[Start of section]
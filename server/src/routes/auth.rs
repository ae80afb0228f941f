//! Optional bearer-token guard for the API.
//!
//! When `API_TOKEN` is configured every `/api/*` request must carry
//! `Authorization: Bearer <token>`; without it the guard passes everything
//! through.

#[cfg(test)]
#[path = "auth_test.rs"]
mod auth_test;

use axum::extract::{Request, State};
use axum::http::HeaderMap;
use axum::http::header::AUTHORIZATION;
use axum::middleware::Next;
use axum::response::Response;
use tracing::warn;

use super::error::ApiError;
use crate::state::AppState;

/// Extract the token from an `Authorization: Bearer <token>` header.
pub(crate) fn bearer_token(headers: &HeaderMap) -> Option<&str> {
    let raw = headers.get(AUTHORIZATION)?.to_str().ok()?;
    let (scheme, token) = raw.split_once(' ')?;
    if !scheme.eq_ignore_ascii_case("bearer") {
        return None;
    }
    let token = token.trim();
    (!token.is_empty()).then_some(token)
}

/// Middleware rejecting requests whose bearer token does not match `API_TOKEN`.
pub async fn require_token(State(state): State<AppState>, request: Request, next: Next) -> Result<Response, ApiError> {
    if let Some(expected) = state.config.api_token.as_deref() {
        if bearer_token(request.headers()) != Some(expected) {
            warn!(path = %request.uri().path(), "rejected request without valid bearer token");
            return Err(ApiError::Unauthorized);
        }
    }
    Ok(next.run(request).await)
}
[End of section]
**WORK REQUIRED:** Only the lines from the one containing "mod auth_test;" through the one containing "pub(crate) fn bearer_token(headers: &HeaderMap)" are to be retyped, both boundary lines included, with no other material.

**REPLY:**
mod auth_test;

use axum::extract::{Request, State};
use axum::http::HeaderMap;
use axum::http::header::AUTHORIZATION;
use axum::middleware::Next;
use axum::response::Response;
use tracing::warn;

use super::error::ApiError;
use crate::state::AppState;

/// Extract the token from an `Authorization: Bearer <token>` header.
pub(crate) fn bearer_token(headers: &HeaderMap) -> Option<&str> {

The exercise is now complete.